Make Your Data Look Good 🌈

Güldeniz Bektaş
The Startup
Published in
6 min readJan 5, 2021

Often, the data we have is not enough to make sense with a single glance. By saying enough, I didn’t mean less. We can have millions of features with millions of rows, and maybe I’m exaggerating but the data we have sometimes can be hard to understand in a single table. Data visualization allows us to see what the data wants to say in a graphic form and understand what is going on in general. We can spot trends, outliers, and handle or interpret them for our best.

Photo by Luke Chesser on Unsplash

Looking at those colorful plots makes it all easier to get a grip on.

No matter what kind of data you are dealing with, visualizing it has definitely worked for you. The best way to explain the relationships between features to your customers, and how they affect their requests is through visualization. Even people with no technical background should understand when looking at a chart that it’s simple and clear. You can give the message you want without bothering anyone with technical words.

What Can You Show With Visualization?

🎇 Changes over time. Most of the data involves time, and most companies want to plan how their work has changed over time and what they want to do for the future by looking at those trends.

🎇 Determining correlations. It is very important for the reliability of our model to know the relationships between features, especially with our target value, and how they affect each other. We can understand this best with the aid of visualization.

🎇 Analyzing risk. Identifying valuable and risky data is difficult to do by looking at the table. With certain visualizations and colors, we can understand which values are risky and which are valuable.

🎇 Frequency. We have just stated that most of the data involve time. Companies want to know how often the relevant events happen over time. Visualization helps to understand in this case too.

🎇 Analyzing the market. With the data you receive from other markets, you can better understand what you need to provide to the customer or which customers you should continue, with visualizations.

I can’t say I’m good at this. But with this article I hope, I can learn, and give you some insights about this important task. Let’s start then!

This is the Github link to these codes.

We’ll use a classic dataset.
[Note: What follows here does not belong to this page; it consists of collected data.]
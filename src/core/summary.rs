use crate::core::registry::Registry;
use crate::domain::model::{Entry, IngredientAmount, Recipe, RecipeSummary};
use crate::utils::error::{CookbookError, Result};
use std::collections::{BTreeMap, HashSet};

/// Base ingredient name to total quantity.
pub type BaseIngredients = BTreeMap<String, u64>;

/// Resolves `recipe_name` down to base ingredients and totals its cook time.
pub fn summarize(registry: &Registry, recipe_name: &str) -> Result<RecipeSummary> {
    let recipe = registry
        .lookup(recipe_name)
        .and_then(Entry::as_recipe)
        .ok_or_else(|| CookbookError::RecipeNotFoundError {
            name: recipe_name.to_string(),
        })?;

    let base = expand(registry, recipe, 1)?;
    let cook_time = total_cook_time(registry, recipe_name, &base)?;

    tracing::debug!(
        "Summarized '{}': {} base ingredients, cook time {}",
        recipe_name,
        base.len(),
        cook_time
    );

    Ok(RecipeSummary {
        name: recipe_name.to_string(),
        cook_time,
        ingredients: base
            .into_iter()
            .map(|(name, quantity)| IngredientAmount { name, quantity })
            .collect(),
    })
}

/// Flattens `recipe`, with every requirement multiplied by `scale`.
///
/// Nesting is walked with an explicit stack of frames, so recipe depth is
/// bounded by heap, not by the thread stack.
pub fn expand<'a>(registry: &'a Registry, recipe: &'a Recipe, scale: u64) -> Result<BaseIngredients> {
    let mut base = BaseIngredients::new();
    let mut path = ExpansionPath::default();
    path.push(recipe, scale);

    while let Some(frame) = path.frames.last_mut() {
        let current = frame.recipe;
        let Some(item) = current.required_items.get(frame.next) else {
            path.pop();
            continue;
        };
        frame.next += 1;
        let scale = frame.scale;

        let entry = registry.lookup(&item.name).ok_or_else(|| {
            CookbookError::UnresolvedReferenceError {
                recipe: current.name.clone(),
                missing: item.name.clone(),
            }
        })?;

        let quantity = item.quantity.checked_mul(scale).ok_or_else(|| {
            CookbookError::QuantityOverflowError {
                recipe: current.name.clone(),
            }
        })?;

        match entry {
            Entry::Ingredient(ingredient) => {
                let total = base.entry(ingredient.name.clone()).or_insert(0);
                *total = total.checked_add(quantity).ok_or_else(|| {
                    CookbookError::QuantityOverflowError {
                        recipe: current.name.clone(),
                    }
                })?;
            }
            Entry::Recipe(sub_recipe) => {
                if path.contains(&sub_recipe.name) {
                    return Err(path.cycle_error(&sub_recipe.name));
                }
                path.push(sub_recipe, quantity);
            }
        }
    }

    Ok(base)
}

/// Ingredients with no registry entry contribute nothing.
fn total_cook_time(registry: &Registry, recipe_name: &str, base: &BaseIngredients) -> Result<u64> {
    base.iter().try_fold(0u64, |total, (name, quantity)| {
        let prep_time = registry
            .lookup(name)
            .and_then(Entry::as_ingredient)
            .map_or(0, |ingredient| ingredient.prep_time);
        quantity
            .checked_mul(prep_time)
            .and_then(|time| total.checked_add(time))
            .ok_or_else(|| CookbookError::QuantityOverflowError {
                recipe: recipe_name.to_string(),
            })
    })
}

struct Frame<'a> {
    recipe: &'a Recipe,
    scale: u64,
    // Index of the next requirement to resolve.
    next: usize,
}

/// Recipes currently being expanded, root first. Revisiting one is a cycle.
#[derive(Default)]
struct ExpansionPath<'a> {
    frames: Vec<Frame<'a>>,
    names: HashSet<&'a str>,
}

impl<'a> ExpansionPath<'a> {
    fn push(&mut self, recipe: &'a Recipe, scale: u64) {
        self.names.insert(&recipe.name);
        self.frames.push(Frame {
            recipe,
            scale,
            next: 0,
        });
    }

    fn pop(&mut self) {
        if let Some(frame) = self.frames.pop() {
            self.names.remove(frame.recipe.name.as_str());
        }
    }

    fn contains(&self, name: &str) -> bool {
        self.names.contains(name)
    }

    fn cycle_error(&self, name: &str) -> CookbookError {
        let start = self
            .frames
            .iter()
            .position(|frame| frame.recipe.name == name)
            .unwrap_or(0);
        let mut cycle: Vec<String> = self.frames[start..]
            .iter()
            .map(|frame| frame.recipe.name.clone())
            .collect();
        cycle.push(name.to_string());

        CookbookError::CyclicRecipeError {
            recipe: name.to_string(),
            cycle,
        }
    }
}

#[cfg(test)]
mod tests {
    use super::*;
    use crate::domain::model::{Ingredient, RequiredItem};

    fn ingredient(name: &str, prep_time: u64) -> Entry {
        Entry::Ingredient(Ingredient {
            name: name.to_string(),
            prep_time,
        })
    }

    fn recipe(name: &str, items: &[(&str, u64)]) -> Entry {
        Entry::Recipe(Recipe {
            name: name.to_string(),
            required_items: items
                .iter()
                .map(|(name, quantity)| RequiredItem {
                    name: name.to_string(),
                    quantity: *quantity,
                })
                .collect(),
        })
    }

    fn registry_with(entries: Vec<Entry>) -> Registry {
        let mut registry = Registry::new();
        for entry in entries {
            registry.insert(entry).unwrap();
        }
        registry
    }

    fn cake_registry() -> Registry {
        registry_with(vec![
            ingredient("Egg", 2),
            ingredient("Flour", 1),
            recipe("Dough", &[("Flour", 2)]),
            recipe("Cake", &[("Dough", 1), ("Egg", 3)]),
        ])
    }

    #[test]
    fn test_summarize_cake() {
        let summary = summarize(&cake_registry(), "Cake").unwrap();

        assert_eq!(summary.name, "Cake");
        assert_eq!(summary.cook_time, 8);
        assert_eq!(summary.quantity_of("Flour"), Some(2));
        assert_eq!(summary.quantity_of("Egg"), Some(3));
        assert_eq!(summary.ingredients.len(), 2);
    }

    #[test]
    fn test_nested_quantities_multiply() {
        let registry = registry_with(vec![
            ingredient("Beef", 5),
            ingredient("Egg", 3),
            ingredient("Pasta", 2),
            recipe("Meatball", &[("Beef", 2), ("Egg", 1)]),
            recipe("Spaghetti", &[("Meatball", 3), ("Pasta", 1)]),
        ]);

        let summary = summarize(&registry, "Spaghetti").unwrap();

        assert_eq!(summary.quantity_of("Beef"), Some(6));
        assert_eq!(summary.quantity_of("Egg"), Some(3));
        assert_eq!(summary.quantity_of("Pasta"), Some(1));
        assert_eq!(summary.cook_time, 6 * 5 + 3 * 3 + 2);
    }

    #[test]
    fn test_same_ingredient_via_two_branches_is_summed() {
        let registry = registry_with(vec![
            ingredient("Egg", 1),
            recipe("Batter", &[("Egg", 2)]),
            recipe("Glaze", &[("Egg", 1)]),
            recipe("Donut", &[("Batter", 2), ("Glaze", 1), ("Egg", 1)]),
        ]);

        let summary = summarize(&registry, "Donut").unwrap();
        assert_eq!(summary.quantity_of("Egg"), Some(6));
        assert_eq!(summary.cook_time, 6);
    }

    #[test]
    fn test_shared_sub_recipe_is_not_a_cycle() {
        let registry = registry_with(vec![
            ingredient("Flour", 1),
            recipe("Dough", &[("Flour", 1)]),
            recipe("Base", &[("Dough", 1)]),
            recipe("Pizza", &[("Dough", 1), ("Base", 1)]),
        ]);

        let summary = summarize(&registry, "Pizza").unwrap();
        assert_eq!(summary.quantity_of("Flour"), Some(2));
    }

    #[test]
    fn test_empty_recipe_has_no_ingredients() {
        let registry = registry_with(vec![recipe("Air", &[])]);

        let summary = summarize(&registry, "Air").unwrap();
        assert!(summary.ingredients.is_empty());
        assert_eq!(summary.cook_time, 0);
    }

    #[test]
    fn test_summarize_unknown_or_ingredient_is_not_found() {
        let registry = cake_registry();

        for name in ["Pie", "Egg", "cake"] {
            let err = summarize(&registry, name).unwrap_err();
            assert_eq!(err.kind(), "RecipeNotFoundError", "name: {}", name);
        }
    }

    #[test]
    fn test_missing_reference_detected_in_any_position() {
        let registry = registry_with(vec![
            ingredient("Egg", 1),
            ingredient("Milk", 1),
            recipe("Custard", &[("Egg", 1), ("Vanilla", 1), ("Milk", 1)]),
        ]);

        let err = summarize(&registry, "Custard").unwrap_err();
        assert!(matches!(
            err,
            CookbookError::UnresolvedReferenceError { ref recipe, ref missing }
                if recipe == "Custard" && missing == "Vanilla"
        ));
    }

    #[test]
    fn test_missing_reference_in_sub_recipe_names_sub_recipe() {
        let registry = registry_with(vec![
            recipe("Sauce", &[("Tomato", 2)]),
            recipe("Pasta Dish", &[("Sauce", 1)]),
        ]);

        let err = summarize(&registry, "Pasta Dish").unwrap_err();
        assert!(matches!(
            err,
            CookbookError::UnresolvedReferenceError { ref recipe, ref missing }
                if recipe == "Sauce" && missing == "Tomato"
        ));
    }

    #[test]
    fn test_self_reference_is_a_cycle() {
        let registry = registry_with(vec![recipe("Ouroboros", &[("Ouroboros", 1)])]);

        let err = summarize(&registry, "Ouroboros").unwrap_err();
        assert!(matches!(
            err,
            CookbookError::CyclicRecipeError { ref cycle, .. }
                if cycle == &vec!["Ouroboros".to_string(), "Ouroboros".to_string()]
        ));
    }

    #[test]
    fn test_transitive_cycle_reports_path() {
        let registry = registry_with(vec![
            ingredient("Egg", 1),
            recipe("Chicken", &[("Egg", 1), ("Omelette", 1)]),
            recipe("Omelette", &[("Chicken", 1)]),
            recipe("Brunch", &[("Omelette", 1)]),
        ]);

        let err = summarize(&registry, "Brunch").unwrap_err();
        match err {
            CookbookError::CyclicRecipeError { recipe, cycle } => {
                assert_eq!(recipe, "Omelette");
                assert_eq!(cycle, vec!["Omelette", "Chicken", "Omelette"]);
            }
            other => panic!("expected cycle error, got {:?}", other),
        }
    }

    #[test]
    fn test_expand_scales_quantities() {
        let registry = cake_registry();
        let cake = registry.lookup("Cake").and_then(Entry::as_recipe).unwrap();

        let base = expand(&registry, cake, 4).unwrap();
        assert_eq!(base.get("Flour"), Some(&8));
        assert_eq!(base.get("Egg"), Some(&12));
    }

    #[test]
    fn test_overflow_is_reported() {
        let registry = registry_with(vec![
            ingredient("Salt", 1),
            recipe("Pinch", &[("Salt", u64::MAX)]),
            recipe("Mountain", &[("Pinch", 2)]),
        ]);

        let err = summarize(&registry, "Mountain").unwrap_err();
        assert_eq!(err.kind(), "QuantityOverflowError");
    }

    #[test]
    fn test_zero_prep_time_ingredient_still_listed() {
        let registry = registry_with(vec![
            ingredient("Water", 0),
            recipe("Ice", &[("Water", 3)]),
        ]);

        let summary = summarize(&registry, "Ice").unwrap();
        assert_eq!(summary.quantity_of("Water"), Some(3));
        assert_eq!(summary.cook_time, 0);
    }

    fn deep_chain(depth: usize) -> Registry {
        let mut registry = Registry::new();
        registry.insert(ingredient("Base", 1)).unwrap();
        let mut below = "Base".to_string();
        for level in 0..depth {
            let name = format!("Layer {}", level);
            registry.insert(recipe(&name, &[(below.as_str(), 1)])).unwrap();
            below = name;
        }
        registry
    }

    #[test]
    fn test_deep_recipe_chain_does_not_exhaust_stack() {
        let registry = deep_chain(10_000);

        let summary = summarize(&registry, "Layer 9999").unwrap();
        assert_eq!(summary.quantity_of("Base"), Some(1));
        assert_eq!(summary.cook_time, 1);
    }

    #[test]
    fn test_deep_cycle_is_reported() {
        let mut registry = deep_chain(10_000);
        registry
            .insert(recipe("Top", &[("Layer 9999", 1), ("Top", 1)]))
            .unwrap();

        let err = summarize(&registry, "Top").unwrap_err();
        assert!(matches!(
            err,
            CookbookError::CyclicRecipeError { ref cycle, .. }
                if cycle == &vec!["Top".to_string(), "Top".to_string()]
        ));
    }
}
First we need to fetch our data through Seaborn library, and import important libraries.

import seaborn as sns
import matplotlib.pyplot as plt
%matplotlib inline
plt.style.use('seaborn-darkgrid')
iris = sns.load_dataset('iris')iris.head()
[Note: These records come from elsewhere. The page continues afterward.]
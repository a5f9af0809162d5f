//! Axum router for the cookbook HTTP API
//!
//! - `POST /parse` - Normalize a handwritten recipe name
//! - `POST /entry` - Add an ingredient or recipe
//! - `GET /summary?name=` - Expanded ingredients and total cook time
//! - `GET /health` - Health check

use crate::core::cookbook::Cookbook;
use crate::domain::model::RecipeSummary;
use crate::utils::error::CookbookError;
use crate::utils::text::normalize_name;
use axum::{
    extract::{rejection::JsonRejection, Query, State},
    http::StatusCode,
    response::{IntoResponse, Json, Response},
    routing::{get, post},
    Router,
};
use serde::{Deserialize, Serialize};
use serde_json::Value;
use std::sync::Arc;
use tower_http::trace::TraceLayer;

pub type SharedCookbook = Arc<Cookbook>;

#[derive(Debug, Serialize, Deserialize)]
pub struct ErrorBody {
    pub kind: String,
    pub message: String,
}

/// Error response wrapper; client mistakes are 400, everything else 500.
pub struct ApiError(CookbookError);

impl From<CookbookError> for ApiError {
    fn from(err: CookbookError) -> Self {
        ApiError(err)
    }
}

impl IntoResponse for ApiError {
    fn into_response(self) -> Response {
        let status = if self.0.is_client_error() {
            StatusCode::BAD_REQUEST
        } else {
            tracing::error!("Request failed: {}", self.0);
            StatusCode::INTERNAL_SERVER_ERROR
        };

        let body = ErrorBody {
            kind: self.0.kind().to_string(),
            message: self.0.to_string(),
        };

        (status, Json(body)).into_response()
    }
}

pub type ApiResult<T> = Result<T, ApiError>;

#[derive(Debug, Deserialize)]
pub struct ParseRequest {
    #[serde(default)]
    pub input: String,
}

#[derive(Debug, Serialize, Deserialize)]
pub struct ParseResponse {
    pub msg: String,
}

#[derive(Debug, Deserialize)]
pub struct SummaryQuery {
    pub name: Option<String>,
}

pub fn create_router(cookbook: SharedCookbook) -> Router {
    Router::new()
        .route("/health", get(health_check))
        .route("/parse", post(parse))
        .route("/entry", post(create_entry))
        .route("/summary", get(summary))
        .layer(TraceLayer::new_for_http())
        .with_state(cookbook)
}

async fn health_check() -> &'static str {
    "OK"
}

/// Body rejections (bad JSON, wrong content type) become `InvalidPayloadError`.
fn json_body<T>(body: Result<Json<T>, JsonRejection>) -> ApiResult<T> {
    body.map(|Json(value)| value).map_err(|rejection| {
        tracing::debug!("Rejected request body: {}", rejection.body_text());
        ApiError(CookbookError::InvalidPayloadError)
    })
}

async fn parse(body: Result<Json<ParseRequest>, JsonRejection>) -> ApiResult<Json<ParseResponse>> {
    let request = json_body(body)?;
    let msg = normalize_name(&request.input).ok_or_else(|| CookbookError::InvalidRecipeNameError {
        input: request.input.clone(),
    })?;
    Ok(Json(ParseResponse { msg }))
}

async fn create_entry(
    State(cookbook): State<SharedCookbook>,
    body: Result<Json<Value>, JsonRejection>,
) -> ApiResult<Json<Value>> {
    let payload = json_body(body)?;
    cookbook.create_entry(&payload).await.map_err(|e| {
        tracing::debug!("Rejected entry: {}", e);
        e
    })?;
    Ok(Json(Value::Object(Default::default())))
}

async fn summary(
    State(cookbook): State<SharedCookbook>,
    Query(query): Query<SummaryQuery>,
) -> ApiResult<Json<RecipeSummary>> {
    let name = query.name.unwrap_or_default();
    let summary = cookbook.summarize(&name).await?;
    Ok(Json(summary))
}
After executing this cell you need to see an output like this:

Using magic function ‘%matplotlib inline’ serves the purpose of including your plots to your notebook.
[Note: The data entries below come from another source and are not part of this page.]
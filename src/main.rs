use anyhow::Context;
use clap::Parser;
use cookbook::core::ConfigProvider;
use cookbook::utils::{logger, validation::Validate};
use cookbook::CliConfig;

#[tokio::main]
async fn main() -> anyhow::Result<()> {
    let cli = CliConfig::parse();

    let settings = match cli.resolve() {
        Ok(settings) => settings,
        Err(e) => {
            eprintln!("❌ {}", e.user_friendly_message());
            eprintln!("💡 Suggestion: {}", e.recovery_suggestion());
            std::process::exit(1);
        }
    };

    if settings.json_logs {
        logger::init_json_logger(cli.verbose, settings.log_level.as_deref());
    } else {
        logger::init_cli_logger(cli.verbose, settings.log_level.as_deref());
    }

    tracing::info!("Starting cookbook server");
    tracing::debug!("Resolved settings: {:?}", settings);

    if let Err(e) = settings.validate() {
        tracing::error!("❌ Configuration validation failed: {}", e);
        tracing::error!("💡 Suggestion: {}", e.recovery_suggestion());
        eprintln!("❌ {}", e.user_friendly_message());
        std::process::exit(1);
    }

    cookbook::serve(&settings)
        .await
        .map_err(|e| {
            tracing::error!(
                "❌ Server failed: {} (Category: {:?}, Severity: {:?})",
                e,
                e.category(),
                e.severity()
            );
            tracing::error!("💡 Recovery suggestion: {}", e.recovery_suggestion());
            e
        })
        .with_context(|| format!("cookbook server on {}", settings.bind_address()))?;

    Ok(())
}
With ‘plt.style.use(‘seaborn-darkgrid’), we set the style for our plots. You can see other options with ‘plt.style.available’.

💥 Pairplot

We’ll start with the easiest one. ‘sns.pairplot’ draws the relationships between all the columns in the data set. With ‘hue’ in it, we state that it should separate the data by colors according to the categories we have determined.

sns.pairplot(iris, hue='species', height=3, diag_kind = 'hist');

See? How amazing it looks! Colors will change with your plot style.

💥 Plot

Matplotlib has a very useful, and easy method to plot. You can specifiy x, and y axes within this method. With ‘marker’ attribute you can change the way your dots looks.

  • See more for marker style with this link.
iris.plot(kind = 'scatter', x = 'sepal_width', y = 'sepal_length', color = 'red', marker = '1')
iris.plot(kind = 'scatter', x = 'petal_width', y = 'petal_length', color = 'cyan', marker = '>');

💥 FacetGrid

I met with .FacetGrid method recently but I loved it. It’s really useful, and fun to make. With this method, we can determine certain conditions and draw relationships accordingly. We need to map plots.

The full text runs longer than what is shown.